What you are asked to do: Print the data that follows exactly as it stands, from its first line through the line containing "#[arg(short, long)]", and stop there.

Stored items:
=====
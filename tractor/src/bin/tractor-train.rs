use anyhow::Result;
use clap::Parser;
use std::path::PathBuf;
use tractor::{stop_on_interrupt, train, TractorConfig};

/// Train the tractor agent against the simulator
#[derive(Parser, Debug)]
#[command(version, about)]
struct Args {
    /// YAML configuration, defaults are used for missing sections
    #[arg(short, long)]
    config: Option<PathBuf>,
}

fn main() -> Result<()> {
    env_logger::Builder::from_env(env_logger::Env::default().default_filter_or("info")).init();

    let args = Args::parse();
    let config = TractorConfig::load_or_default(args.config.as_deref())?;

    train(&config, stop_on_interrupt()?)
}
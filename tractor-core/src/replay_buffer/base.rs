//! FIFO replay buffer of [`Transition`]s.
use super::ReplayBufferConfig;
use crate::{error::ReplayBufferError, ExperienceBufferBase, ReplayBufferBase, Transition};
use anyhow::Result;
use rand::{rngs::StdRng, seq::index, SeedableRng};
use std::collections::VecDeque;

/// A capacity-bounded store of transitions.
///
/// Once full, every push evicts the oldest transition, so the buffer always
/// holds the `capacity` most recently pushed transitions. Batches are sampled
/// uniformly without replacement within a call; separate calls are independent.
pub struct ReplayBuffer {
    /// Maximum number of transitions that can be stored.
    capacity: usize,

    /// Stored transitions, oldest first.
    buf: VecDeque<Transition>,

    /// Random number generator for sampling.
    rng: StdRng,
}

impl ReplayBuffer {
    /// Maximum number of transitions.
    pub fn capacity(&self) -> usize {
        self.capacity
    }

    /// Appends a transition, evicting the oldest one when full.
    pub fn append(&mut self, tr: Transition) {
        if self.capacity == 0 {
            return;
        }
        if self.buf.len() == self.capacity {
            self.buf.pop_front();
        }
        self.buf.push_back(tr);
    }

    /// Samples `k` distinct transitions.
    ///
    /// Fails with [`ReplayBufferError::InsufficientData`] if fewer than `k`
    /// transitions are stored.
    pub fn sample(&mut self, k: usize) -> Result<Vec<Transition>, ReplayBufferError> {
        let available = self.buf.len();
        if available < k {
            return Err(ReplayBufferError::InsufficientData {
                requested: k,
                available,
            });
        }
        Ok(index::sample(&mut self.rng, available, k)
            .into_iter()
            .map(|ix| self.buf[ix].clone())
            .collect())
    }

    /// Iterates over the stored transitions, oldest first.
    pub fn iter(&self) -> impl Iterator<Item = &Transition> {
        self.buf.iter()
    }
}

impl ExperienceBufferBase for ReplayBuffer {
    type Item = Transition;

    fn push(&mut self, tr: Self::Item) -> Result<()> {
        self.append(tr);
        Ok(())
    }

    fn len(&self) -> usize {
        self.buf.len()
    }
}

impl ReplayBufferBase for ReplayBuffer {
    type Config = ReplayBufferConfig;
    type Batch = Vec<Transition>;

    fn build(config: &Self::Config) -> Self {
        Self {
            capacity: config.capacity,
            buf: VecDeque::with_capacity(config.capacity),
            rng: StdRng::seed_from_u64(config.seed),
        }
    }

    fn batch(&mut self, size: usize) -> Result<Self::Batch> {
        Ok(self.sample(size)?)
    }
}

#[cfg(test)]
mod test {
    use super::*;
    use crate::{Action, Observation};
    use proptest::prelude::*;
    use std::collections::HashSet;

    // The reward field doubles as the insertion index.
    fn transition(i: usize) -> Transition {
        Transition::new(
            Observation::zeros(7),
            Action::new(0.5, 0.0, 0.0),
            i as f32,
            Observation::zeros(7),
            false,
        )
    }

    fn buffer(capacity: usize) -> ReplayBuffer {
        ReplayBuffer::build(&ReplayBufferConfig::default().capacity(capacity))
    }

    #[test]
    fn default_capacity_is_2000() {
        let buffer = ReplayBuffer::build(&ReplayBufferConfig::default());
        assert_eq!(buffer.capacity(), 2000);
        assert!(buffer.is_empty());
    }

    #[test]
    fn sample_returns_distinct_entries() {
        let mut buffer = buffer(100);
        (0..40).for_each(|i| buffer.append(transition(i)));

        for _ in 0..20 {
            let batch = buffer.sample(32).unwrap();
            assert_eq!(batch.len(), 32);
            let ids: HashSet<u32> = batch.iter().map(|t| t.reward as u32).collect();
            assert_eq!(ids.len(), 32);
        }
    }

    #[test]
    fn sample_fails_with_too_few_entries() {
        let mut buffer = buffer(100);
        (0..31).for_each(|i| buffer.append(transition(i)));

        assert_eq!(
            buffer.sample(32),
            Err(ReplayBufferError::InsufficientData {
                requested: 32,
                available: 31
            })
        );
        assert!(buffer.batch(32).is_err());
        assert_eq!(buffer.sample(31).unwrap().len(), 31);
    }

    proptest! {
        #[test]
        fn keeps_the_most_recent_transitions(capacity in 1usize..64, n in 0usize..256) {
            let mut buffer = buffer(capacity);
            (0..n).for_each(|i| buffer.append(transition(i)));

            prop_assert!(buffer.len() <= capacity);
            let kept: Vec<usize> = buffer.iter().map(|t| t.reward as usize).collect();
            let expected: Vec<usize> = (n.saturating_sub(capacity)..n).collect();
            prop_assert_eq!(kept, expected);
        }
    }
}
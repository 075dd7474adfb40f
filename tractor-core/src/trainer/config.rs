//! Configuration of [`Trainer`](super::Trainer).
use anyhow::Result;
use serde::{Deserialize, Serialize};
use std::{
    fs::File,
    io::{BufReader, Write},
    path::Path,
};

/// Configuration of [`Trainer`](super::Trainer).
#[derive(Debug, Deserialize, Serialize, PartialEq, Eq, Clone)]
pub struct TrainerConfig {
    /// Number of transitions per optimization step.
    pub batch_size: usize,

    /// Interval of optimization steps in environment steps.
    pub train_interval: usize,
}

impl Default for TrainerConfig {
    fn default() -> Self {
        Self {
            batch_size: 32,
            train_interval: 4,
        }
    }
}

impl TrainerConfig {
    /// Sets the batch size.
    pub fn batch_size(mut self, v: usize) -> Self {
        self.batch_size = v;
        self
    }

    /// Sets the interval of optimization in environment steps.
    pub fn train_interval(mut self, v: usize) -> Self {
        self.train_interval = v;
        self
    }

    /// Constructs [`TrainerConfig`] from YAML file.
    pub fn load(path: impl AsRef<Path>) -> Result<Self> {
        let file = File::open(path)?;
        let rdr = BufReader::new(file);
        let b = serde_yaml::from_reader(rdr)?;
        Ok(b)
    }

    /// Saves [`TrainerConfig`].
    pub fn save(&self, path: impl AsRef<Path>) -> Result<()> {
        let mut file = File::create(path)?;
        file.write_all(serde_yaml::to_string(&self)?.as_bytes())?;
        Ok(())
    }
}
=====
Written response:
filename tractor/src/bin/tractor-train.rs
use anyhow::Result;
use clap::Parser;
use std::path::PathBuf;
use tractor::{stop_on_interrupt, train, TractorConfig};

/// Train the tractor agent against the simulator
#[derive(Parser, Debug)]
#[command(version, about)]
struct Args {
    /// YAML configuration, defaults are used for missing sections
    #[arg(short, long)]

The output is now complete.